In this project, I’ll be analyzing a real-world job posting dataset to find insights for DataSearch, a fictional recruiting firm. I’ll explore and clean the data with Power Query to see what skills are most in demand for data scientists, analysts, and engineers. I’ll then use DAX to build insightful visualizations of my findings. Finally, I’ll bring it all together using everything Power BI has to offer to create a business dashboard so that I can answer questions for the DataSearch team.
- Data Integrity Check: I ensured the data’s integrity before beginning exploratory data analysis.
- Business Questions: I formulated business questions about the job market trends.
- Visualizations: I employed a variety of visuals and fundamental DAX calculations for investigation.
- Dashboard Development: I created user-friendly visuals for key stakeholders.
DataSearch, an employer recruiting agency, needs insight into data science employment market trends. I’ll be tasked with identifying trends in top data science jobs and their associated skills using a dataset of job posts.
Link to The Interactive Power BI Dashboard
The dataset is fictitious, comprising job postings in the data science industry over the last five years, with 19 attributes per posting. It includes both qualitative and quantitative columns, such as:
- Qualitative: Job ID, title, type, level, required skills.

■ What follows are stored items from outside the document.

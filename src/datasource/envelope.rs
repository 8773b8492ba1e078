//! Response-shape handling for the event service.
//!
//! Some endpoints answer with the payload itself, others wrap it in a
//! `{success, data, message}` envelope. The shape is resolved here, once,
//! into an [`ApiResult`].

use super::DataSourceError;
use serde::de::DeserializeOwned;
use serde::Deserialize;

/// A decoded service response.
#[derive(Debug, Clone, PartialEq, Eq)]
pub enum ApiResult<T> {
    Success(T),
    Failure(String),
}

impl<T> ApiResult<T> {
    pub fn into_result(self) -> Result<T, DataSourceError> {
        match self {
            ApiResult::Success(value) => Ok(value),
            ApiResult::Failure(message) => Err(DataSourceError::Rejected(message)),
        }
    }
}

#[derive(Deserialize)]
#[serde(untagged)]
enum WireBody<T> {
    Envelope {
        success: bool,
        data: Option<T>,
        message: Option<String>,
    },
    Bare(T),
}

/// Decode a JSON body that may or may not be enveloped.
pub fn decode<T: DeserializeOwned>(body: serde_json::Value) -> Result<ApiResult<T>, DataSourceError> {
    let wire: WireBody<T> = serde_json::from_value(body)
        .map_err(|e| DataSourceError::ParseError(e.to_string()))?;

    Ok(match wire {
        WireBody::Envelope {
            success: true,
            data: Some(data),
            ..
        } => ApiResult::Success(data),
        WireBody::Envelope {
            success: true,
            data: None,
            ..
        } => ApiResult::Failure("response envelope has no data".to_string()),
        WireBody::Envelope {
            success: false,
            message,
            ..
        } => ApiResult::Failure(message.unwrap_or_else(|| "request failed".to_string())),
        WireBody::Bare(data) => ApiResult::Success(data),
    })
}
//! HTTP client for the event service.

use super::envelope::{self, ApiResult};
use super::{CreateFundingRequest, DataSource, DataSourceError};
use crate::domain::{DepositSnapshot, EventId, SystemParameters};
use async_trait::async_trait;
use backoff::future::retry;
use backoff::ExponentialBackoff;
use reqwest::{Client, Response, StatusCode};
use serde::de::DeserializeOwned;
use serde::Deserialize;
use std::time::Duration;
use tracing::{debug, warn};

/// Event service data source over its JSON HTTP API.
#[derive(Debug, Clone)]
pub struct HttpDataSource {
    client: Client,
    base_url: String,
}

#[derive(Debug, Deserialize)]
struct CreatedEvent {
    #[serde(alias = "id", alias = "eventId")]
    event_id: EventId,
}

impl HttpDataSource {
    /// Create a new data source. `timeout` bounds every single request.
    pub fn new(base_url: String, timeout: Duration) -> Result<Self, DataSourceError> {
        let client = Client::builder()
            .timeout(timeout)
            .build()
            .map_err(|e| DataSourceError::NetworkError(e.to_string()))?;
        Ok(Self {
            client,
            base_url: base_url.trim_end_matches('/').to_string(),
        })
    }

    fn url(&self, path: &str) -> String {
        format!("{}{}", self.base_url, path)
    }

    async fn get_json<T: DeserializeOwned>(&self, path: &str) -> Result<T, DataSourceError> {
        let response = self
            .client
            .get(self.url(path))
            .send()
            .await
            .map_err(|e| DataSourceError::NetworkError(e.to_string()))?;
        read_response(response).await
    }
}

/// Turn an HTTP response into a typed payload.
///
/// A failure envelope carried by a non-2xx response keeps its message.
async fn read_response<T: DeserializeOwned>(response: Response) -> Result<T, DataSourceError> {
    let status = response.status();
    if status == StatusCode::TOO_MANY_REQUESTS {
        return Err(DataSourceError::RateLimited);
    }

    let body = response
        .json::<serde_json::Value>()
        .await
        .map_err(|e| DataSourceError::ParseError(e.to_string()));

    if !status.is_success() {
        let message = body
            .ok()
            .and_then(|b| envelope::decode::<serde_json::Value>(b).ok())
            .and_then(|r| match r {
                ApiResult::Failure(message) => Some(message),
                ApiResult::Success(_) => None,
            })
            .unwrap_or_else(|| {
                status
                    .canonical_reason()
                    .unwrap_or("request failed")
                    .to_string()
            });
        return Err(DataSourceError::HttpError {
            status: status.as_u16(),
            message,
        });
    }

    envelope::decode::<T>(body?)?.into_result()
}

fn is_transient(err: &DataSourceError) -> bool {
    match err {
        DataSourceError::NetworkError(_) | DataSourceError::RateLimited => true,
        DataSourceError::HttpError { status, .. } => *status >= 500,
        DataSourceError::ParseError(_) | DataSourceError::Rejected(_) => false,
    }
}

#[async_trait]
impl DataSource for HttpDataSource {
    async fn fetch_deposit_status(
        &self,
        event_id: &EventId,
    ) -> Result<DepositSnapshot, DataSourceError> {
        debug!("Fetching deposit status for event={}", event_id);
        self.get_json(&format!("/api/events/{}/deposit", event_id))
            .await
    }

    async fn fetch_system_parameters(&self) -> Result<SystemParameters, DataSourceError> {
        debug!("Fetching system parameters");
        let backoff = ExponentialBackoff {
            max_elapsed_time: Some(Duration::from_secs(30)),
            ..Default::default()
        };

        retry(backoff, || async {
            self.get_json::<SystemParameters>("/api/system-parameters")
                .await
                .map_err(|e| {
                    if is_transient(&e) {
                        warn!("System parameters fetch failed, retrying: {}", e);
                        backoff::Error::transient(e)
                    } else {
                        backoff::Error::permanent(e)
                    }
                })
        })
        .await
    }

    async fn create_funding_request(
        &self,
        request: &CreateFundingRequest,
    ) -> Result<EventId, DataSourceError> {
        debug!(
            "Creating event duration_hours={}, is_rewarded={}, reward_satoshi={}, preheat_hours={:?}",
            request.duration_hours, request.is_rewarded, request.reward_satoshi, request.preheat_hours
        );

        let response = self
            .client
            .post(self.url("/api/events"))
            .json(request)
            .send()
            .await
            .map_err(|e| DataSourceError::NetworkError(e.to_string()))?;

        let created: CreatedEvent = read_response(response).await?;
        Ok(created.event_id)
    }
}
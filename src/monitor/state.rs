//! Owned state of one deposit monitor.
//!
//! Pure and synchronous: the async driver in [`super`] feeds it fetch
//! results and clock readings, so every transition is testable without
//! timers.

use crate::datasource::DataSourceError;
use crate::domain::{DepositSnapshot, EventId, FundingOutcome, Satoshi};
use crate::engine::{classify, CountdownEvent, CountdownTimer};
use chrono::{DateTime, Utc};
use serde::Serialize;

#[derive(Debug, Clone, Copy, PartialEq, Eq, Serialize)]
#[serde(rename_all = "SCREAMING_SNAKE_CASE")]
pub enum MonitorPhase {
    AwaitingFirstSnapshot,
    Polling,
    Terminal,
}

/// What applying one fetch result did.
#[derive(Debug, Clone, PartialEq, Eq)]
pub enum FetchApplied {
    /// Non-terminal snapshot applied; keep polling.
    Continue,
    /// Terminal outcome reached; stop polling.
    Terminal(FundingOutcome),
    /// First failure of this monitor. Surfaced to the caller.
    FirstFailure(DataSourceError),
    /// A later failure. The next scheduled poll is the retry.
    RetryLater(DataSourceError),
    /// Older than a response already applied; discarded.
    Stale,
    /// Arrived after the monitor became terminal; discarded.
    Ignored,
}

/// Read-only view published to observers after every change.
#[derive(Debug, Clone, PartialEq, Eq, Serialize)]
#[serde(rename_all = "camelCase")]
pub struct MonitorView {
    pub event_id: EventId,
    pub phase: MonitorPhase,
    pub outcome: FundingOutcome,
    pub activates_event: bool,
    pub refund_owed: bool,
    pub remaining_secs: Option<u64>,
    pub deadline: Option<DateTime<Utc>>,
    pub snapshot: Option<DepositSnapshot>,
    /// Set by the first failed fetch; cleared by the next successful one.
    pub error: Option<String>,
    pub consecutive_failures: u64,
    pub last_sequence: u64,
}

#[derive(Debug)]
pub struct MonitorState {
    event_id: EventId,
    sponsorship_threshold: Satoshi,
    phase: MonitorPhase,
    snapshot: Option<DepositSnapshot>,
    outcome: FundingOutcome,
    countdown: CountdownTimer,
    next_seq: u64,
    last_applied_seq: u64,
    total_failures: u64,
    consecutive_failures: u64,
    error: Option<String>,
}

impl MonitorState {
    pub fn new(event_id: EventId, sponsorship_threshold: Satoshi) -> Self {
        Self {
            event_id,
            sponsorship_threshold,
            phase: MonitorPhase::AwaitingFirstSnapshot,
            snapshot: None,
            outcome: FundingOutcome::Pending,
            countdown: CountdownTimer::new(),
            next_seq: 0,
            last_applied_seq: 0,
            total_failures: 0,
            consecutive_failures: 0,
            error: None,
        }
    }

    pub fn event_id(&self) -> &EventId {
        &self.event_id
    }

    pub fn phase(&self) -> MonitorPhase {
        self.phase
    }

    pub fn outcome(&self) -> FundingOutcome {
        self.outcome
    }

    pub fn snapshot(&self) -> Option<&DepositSnapshot> {
        self.snapshot.as_ref()
    }

    /// Reserve a sequence number for a new fetch. `None` once terminal.
    pub fn begin_fetch(&mut self) -> Option<u64> {
        if self.phase == MonitorPhase::Terminal {
            return None;
        }
        self.next_seq += 1;
        Some(self.next_seq)
    }

    /// Apply the result of the fetch that was issued with `seq`.
    pub fn apply_fetch(
        &mut self,
        seq: u64,
        result: Result<DepositSnapshot, DataSourceError>,
        now: DateTime<Utc>,
    ) -> FetchApplied {
        if self.phase == MonitorPhase::Terminal {
            return FetchApplied::Ignored;
        }
        if seq <= self.last_applied_seq {
            return FetchApplied::Stale;
        }

        match result {
            Ok(snapshot) => {
                self.last_applied_seq = seq;
                self.consecutive_failures = 0;
                self.error = None;
                self.countdown.set_deadline(snapshot.initial_timeout_at);

                let mut outcome = classify(&snapshot, self.sponsorship_threshold);
                if !outcome.is_terminal() && self.countdown.has_passed(now) {
                    outcome = FundingOutcome::Expired;
                }
                self.snapshot = Some(snapshot);
                self.outcome = outcome;

                if outcome.is_terminal() {
                    self.phase = MonitorPhase::Terminal;
                    FetchApplied::Terminal(outcome)
                } else {
                    self.phase = MonitorPhase::Polling;
                    FetchApplied::Continue
                }
            }
            Err(err) => {
                self.total_failures += 1;
                self.consecutive_failures += 1;
                if self.total_failures == 1 {
                    self.error = Some(err.to_string());
                    FetchApplied::FirstFailure(err)
                } else {
                    FetchApplied::RetryLater(err)
                }
            }
        }
    }

    /// Advance the countdown. Yields nothing once terminal.
    pub fn tick_countdown(&mut self, now: DateTime<Utc>) -> Option<CountdownEvent> {
        if self.phase == MonitorPhase::Terminal {
            return None;
        }
        self.countdown.tick(now)
    }

    pub fn countdown_expired(&self) -> bool {
        self.countdown.is_expired()
    }

    pub fn view(&self, now: DateTime<Utc>) -> MonitorView {
        MonitorView {
            event_id: self.event_id.clone(),
            phase: self.phase,
            outcome: self.outcome,
            activates_event: self.outcome.activates_event(),
            refund_owed: self.outcome.refund_owed(),
            remaining_secs: self.countdown.remaining_secs(now),
            deadline: self.countdown.deadline(),
            snapshot: self.snapshot.clone(),
            error: self.error.clone(),
            consecutive_failures: self.consecutive_failures,
            last_sequence: self.last_applied_seq,
        }
    }
}
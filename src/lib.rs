pub mod api;
pub mod config;
pub mod datasource;
pub mod db;
pub mod domain;
pub mod engine;
pub mod error;
pub mod monitor;
pub mod orchestration;

pub use config::Config;
pub use datasource::{DataSource, DataSourceError, HttpDataSource, MockDataSource};
pub use db::{init_db, Repository};
pub use domain::{
    DepositSnapshot, DepositStatus, EventId, FundingOutcome, FundingRequest, Percentage, Satoshi,
    SystemParameters, ValidationError,
};
pub use engine::{classify, Clock, CountdownTimer, ManualClock, Quote, SystemClock};
pub use error::AppError;
pub use monitor::{DepositMonitor, MonitorHandle, MonitorSettings, MonitorView};
pub use orchestration::{FundingError, FundingService, ParameterCache};
use axum::extract::rejection::JsonRejection;
use axum::extract::{Path, State};
use axum::http::StatusCode;
use axum::Json;
use serde::Serialize;
use std::str::FromStr;

use crate::api::AppState;
use crate::domain::{EventId, FundingRequest, Satoshi};
use crate::error::AppError;
use crate::monitor::MonitorView;

#[derive(Debug, Serialize)]
#[serde(rename_all = "camelCase")]
pub struct SubmitResponse {
    pub event_id: EventId,
    pub quoted_total_satoshi: Satoshi,
}

fn parse_event_id(raw: &str) -> Result<EventId, AppError> {
    EventId::from_str(raw).map_err(|e| AppError::BadRequest(e.to_string()))
}

/// Submit a funding request and start watching its deposit.
pub async fn post_funding(
    State(state): State<AppState>,
    body: Result<Json<FundingRequest>, JsonRejection>,
) -> Result<(StatusCode, Json<SubmitResponse>), AppError> {
    let Json(request) = body?;
    let submitted = state.funding.submit(&request).await?;
    Ok((
        StatusCode::CREATED,
        Json(SubmitResponse {
            event_id: submitted.event_id,
            quoted_total_satoshi: submitted.quote.total_satoshi,
        }),
    ))
}

/// Latest monitor view for an event.
pub async fn get_funding(
    Path(event_id): Path<String>,
    State(state): State<AppState>,
) -> Result<Json<MonitorView>, AppError> {
    let event_id = parse_event_id(&event_id)?;
    state
        .funding
        .monitor_view(&event_id)
        .await
        .map(Json)
        .ok_or_else(|| AppError::NotFound(format!("no monitor for event {}", event_id)))
}

/// Start or restart monitoring for an existing event.
pub async fn start_monitor(
    Path(event_id): Path<String>,
    State(state): State<AppState>,
) -> Result<(StatusCode, Json<MonitorView>), AppError> {
    let event_id = parse_event_id(&event_id)?;
    let view = state.funding.start_monitor(event_id).await?;
    Ok((StatusCode::ACCEPTED, Json(view)))
}

pub async fn stop_monitor(
    Path(event_id): Path<String>,
    State(state): State<AppState>,
) -> Result<StatusCode, AppError> {
    let event_id = parse_event_id(&event_id)?;
    match state.funding.stop_monitor(&event_id).await {
        Some(_) => Ok(StatusCode::NO_CONTENT),
        None => Err(AppError::NotFound(format!(
            "no monitor for event {}",
            event_id
        ))),
    }
}
use axum::http::StatusCode;
use chrono::{Duration as ChronoDuration, Utc};
use fundwatch::api;
use fundwatch::datasource::{DataSourceError, MockDataSource};
use fundwatch::db::init_db;
use fundwatch::domain::{DepositSnapshot, DepositStatus, Percentage, Satoshi, SystemParameters};
use fundwatch::engine::{Clock, SystemClock};
use fundwatch::{FundingService, ParameterCache, Repository};
use serde_json::{json, Value};
use std::sync::Arc;
use std::time::Duration;
use tempfile::TempDir;
use tower::util::ServiceExt;

struct TestApp {
    app: axum::Router,
    datasource: Arc<MockDataSource>,
    _temp: TempDir,
}

fn params() -> SystemParameters {
    SystemParameters {
        free_hours: 24,
        satoshi_per_duration_hour: Satoshi::new(100),
        min_reward_amount_satoshi: Satoshi::new(2000),
        platform_fee_percentage: Percentage::from_whole(10),
        satoshi_per_extra_winner: Satoshi::new(500),
        dust_threshold_satoshi: Satoshi::new(500),
    }
}

fn pending_snapshot() -> DepositSnapshot {
    DepositSnapshot {
        deposit_address: "bc1qendpoint".to_string(),
        expected_amount_satoshi: Satoshi::new(5000),
        received_amount_satoshi: Satoshi::ZERO,
        status: DepositStatus::Pending,
        initial_timeout_at: Utc::now() + ChronoDuration::minutes(30),
    }
}

async fn setup_test_app(datasource: MockDataSource) -> TestApp {
    let temp_dir = TempDir::new().unwrap();
    let db_path = temp_dir
        .path()
        .join("test.db")
        .to_string_lossy()
        .to_string();
    let pool = init_db(&db_path).await.expect("init_db failed");
    let repo = Arc::new(Repository::new(pool));

    let datasource = Arc::new(datasource);
    let clock: Arc<dyn Clock> = Arc::new(SystemClock);
    let params = Arc::new(ParameterCache::new(
        datasource.clone(),
        clock.clone(),
        Duration::from_secs(300),
    ));
    // Stands in for the background refresher's first tick.
    params.refresh().await.ok();
    let funding = Arc::new(
        FundingService::new(datasource.clone(), clock, params, repo)
            .with_intervals(Duration::from_secs(3600), Duration::from_secs(3600)),
    );
    let app = api::create_router(api::AppState::new(funding));

    TestApp {
        app,
        datasource,
        _temp: temp_dir,
    }
}

async fn request(
    app: axum::Router,
    method: &str,
    uri: &str,
    body: Option<Value>,
) -> (StatusCode, Value) {
    let builder = axum::http::Request::builder().method(method).uri(uri);
    let req = match body {
        Some(body) => builder
            .header("content-type", "application/json")
            .body(axum::body::Body::from(body.to_string()))
            .unwrap(),
        None => builder.body(axum::body::Body::empty()).unwrap(),
    };

    let resp = app.oneshot(req).await.unwrap();
    let status = resp.status();
    let bytes = axum::body::to_bytes(resp.into_body(), usize::MAX)
        .await
        .unwrap();
    let value = if bytes.is_empty() {
        Value::Null
    } else {
        serde_json::from_slice(&bytes).unwrap()
    };
    (status, value)
}

#[tokio::test]
async fn test_quote_rewarded_event() {
    let test_app = setup_test_app(MockDataSource::new().with_parameters(params())).await;

    let (status, body) = request(
        test_app.app,
        "POST",
        "/v1/quote",
        Some(json!({
            "durationHours": 50,
            "isRewarded": true,
            "rewardSatoshi": 6000,
            "enablePreheat": true,
            "preheatHours": 720
        })),
    )
    .await;

    assert_eq!(status, StatusCode::OK);
    assert_eq!(body["status"], "priced");
    assert_eq!(body["minimumRewardSatoshi"], 5000);
    assert_eq!(body["rewardSatoshi"], 6000);
    assert_eq!(body["platformFeeSatoshi"], 0);
    // 720h * 100 sats * 10% at the full multiplier.
    assert_eq!(body["preheatFeeSatoshi"], 7200);
    assert_eq!(body["totalSatoshi"], 13200);
    assert_eq!(body["maxRecipients"], 12);
}

#[tokio::test]
async fn test_quote_free_duration_has_no_platform_fee() {
    let test_app = setup_test_app(MockDataSource::new().with_parameters(params())).await;

    let (status, body) = request(
        test_app.app,
        "POST",
        "/v1/quote",
        Some(json!({"durationHours": 10, "isRewarded": false})),
    )
    .await;

    assert_eq!(status, StatusCode::OK);
    assert_eq!(body["status"], "priced");
    assert_eq!(body["platformFeeSatoshi"], 0);
    assert_eq!(body["totalSatoshi"], 0);
}

#[tokio::test]
async fn test_quote_pricing_unavailable() {
    let test_app = setup_test_app(MockDataSource::new()).await;

    let (status, body) = request(
        test_app.app,
        "POST",
        "/v1/quote",
        Some(json!({"durationHours": 10, "isRewarded": false})),
    )
    .await;

    assert_eq!(status, StatusCode::OK);
    assert_eq!(body["status"], "pricingUnavailable");
}

#[tokio::test]
async fn test_negative_fee_parameters_never_price() {
    let mut bad = params();
    bad.free_hours = 0;
    bad.platform_fee_percentage = "-5".parse().unwrap();
    let test_app = setup_test_app(MockDataSource::new().with_parameters(bad)).await;

    let (status, body) = request(
        test_app.app.clone(),
        "POST",
        "/v1/quote",
        Some(json!({"durationHours": 10, "isRewarded": false})),
    )
    .await;
    assert_eq!(status, StatusCode::OK);
    assert_eq!(body["status"], "pricingUnavailable");

    let (status, _) = request(
        test_app.app,
        "POST",
        "/v1/funding",
        Some(json!({"durationHours": 10, "isRewarded": false})),
    )
    .await;
    assert_eq!(status, StatusCode::SERVICE_UNAVAILABLE);
    assert!(test_app.datasource.created().await.is_empty());
}

#[tokio::test]
async fn test_quote_validation_errors_are_400() {
    let test_app = setup_test_app(MockDataSource::new().with_parameters(params())).await;

    for body in [
        json!({"durationHours": 0, "isRewarded": false}),
        json!({"durationHours": 10, "isRewarded": true}),
        json!({"durationHours": 10, "isRewarded": false, "enablePreheat": true}),
        json!({"durationHours": 10, "isRewarded": false, "enablePreheat": true, "preheatHours": 721}),
        json!({"durationHours": 50, "isRewarded": true, "rewardSatoshi": 4999}),
    ] {
        let (status, resp) = request(test_app.app.clone(), "POST", "/v1/quote", Some(body)).await;
        assert_eq!(status, StatusCode::BAD_REQUEST, "body: {}", resp);
        assert!(resp["error"].is_string());
    }
}

#[tokio::test]
async fn test_malformed_json_is_400() {
    let test_app = setup_test_app(MockDataSource::new().with_parameters(params())).await;

    let (status, body) = request(
        test_app.app,
        "POST",
        "/v1/quote",
        Some(json!({"durationHours": "ten"})),
    )
    .await;
    assert_eq!(status, StatusCode::BAD_REQUEST);
    assert!(body["error"].is_string());
}

#[tokio::test]
async fn test_submit_creates_records_and_monitors() {
    let test_app = setup_test_app(
        MockDataSource::new()
            .with_parameters(params())
            .with_default_snapshot(pending_snapshot()),
    )
    .await;

    let (status, body) = request(
        test_app.app.clone(),
        "POST",
        "/v1/funding",
        Some(json!({"durationHours": 50, "isRewarded": true, "rewardSatoshi": 5000})),
    )
    .await;
    assert_eq!(status, StatusCode::CREATED);
    assert_eq!(body["quotedTotalSatoshi"], 5000);
    let event_id = body["eventId"].as_str().unwrap().to_string();

    let created = test_app.datasource.created().await;
    assert_eq!(created.len(), 1);
    assert_eq!(created[0].0.as_str(), event_id);

    let (status, submissions) =
        request(test_app.app.clone(), "GET", "/v1/submissions", None).await;
    assert_eq!(status, StatusCode::OK);
    assert_eq!(submissions.as_array().unwrap().len(), 1);
    assert_eq!(submissions[0]["eventId"], event_id.as_str());

    let uri = format!("/v1/funding/{}", event_id);
    let (status, view) = request(test_app.app.clone(), "GET", &uri, None).await;
    assert_eq!(status, StatusCode::OK);
    assert_eq!(view["eventId"], event_id.as_str());
    assert_eq!(view["outcome"], "PENDING");

    let monitor_uri = format!("/v1/funding/{}/monitor", event_id);
    let (status, _) = request(test_app.app.clone(), "DELETE", &monitor_uri, None).await;
    assert_eq!(status, StatusCode::NO_CONTENT);

    let (status, _) = request(test_app.app, "GET", &uri, None).await;
    assert_eq!(status, StatusCode::NOT_FOUND);
}

#[tokio::test]
async fn test_submit_without_parameters_is_503() {
    let test_app = setup_test_app(MockDataSource::new()).await;

    let (status, body) = request(
        test_app.app,
        "POST",
        "/v1/funding",
        Some(json!({"durationHours": 10, "isRewarded": false})),
    )
    .await;
    assert_eq!(status, StatusCode::SERVICE_UNAVAILABLE);
    assert!(body["error"].is_string());
    assert!(test_app.datasource.created().await.is_empty());
}

#[tokio::test]
async fn test_submit_rejected_by_event_service_is_502() {
    let test_app = setup_test_app(
        MockDataSource::new()
            .with_parameters(params())
            .with_create_error(DataSourceError::Rejected("event service offline".to_string())),
    )
    .await;

    let (status, body) = request(
        test_app.app,
        "POST",
        "/v1/funding",
        Some(json!({"durationHours": 10, "isRewarded": false})),
    )
    .await;
    assert_eq!(status, StatusCode::BAD_GATEWAY);
    assert!(body["error"]
        .as_str()
        .unwrap()
        .contains("event service offline"));
}

#[tokio::test]
async fn test_start_monitor_for_existing_event() {
    let test_app = setup_test_app(
        MockDataSource::new()
            .with_parameters(params())
            .with_default_snapshot(pending_snapshot()),
    )
    .await;

    let (status, view) = request(
        test_app.app.clone(),
        "POST",
        "/v1/funding/evt-existing/monitor",
        None,
    )
    .await;
    assert_eq!(status, StatusCode::ACCEPTED);
    assert_eq!(view["eventId"], "evt-existing");

    let (status, _) = request(test_app.app, "GET", "/v1/funding/evt-existing", None).await;
    assert_eq!(status, StatusCode::OK);
}

#[tokio::test]
async fn test_unknown_monitor_is_404() {
    let test_app = setup_test_app(MockDataSource::new().with_parameters(params())).await;

    let (status, _) = request(test_app.app.clone(), "GET", "/v1/funding/evt-none", None).await;
    assert_eq!(status, StatusCode::NOT_FOUND);

    let (status, _) = request(
        test_app.app,
        "DELETE",
        "/v1/funding/evt-none/monitor",
        None,
    )
    .await;
    assert_eq!(status, StatusCode::NOT_FOUND);
}

#[tokio::test]
async fn test_submissions_limit_validated() {
    let test_app = setup_test_app(MockDataSource::new()).await;

    let (status, _) = request(test_app.app.clone(), "GET", "/v1/submissions?limit=0", None).await;
    assert_eq!(status, StatusCode::BAD_REQUEST);

    let (status, body) = request(test_app.app, "GET", "/v1/submissions?limit=5", None).await;
    assert_eq!(status, StatusCode::OK);
    assert_eq!(body, json!([]));
}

- Quantitative: Posting dates, experience level, salary range, number of applicants.
- What is the average salary in data science?
- What are the most popular jobs in data science?
- Which data analytical skills correlate to job postings?
- How frequent are job postings being posted?
- Less than 1% of data is missing for Company Name.
- High percentage of empty values in salary and applicant columns.
- 70% of the Job title additional information column is empty.
- Experience vs. Position Level: Higher experience correlates with higher job positions.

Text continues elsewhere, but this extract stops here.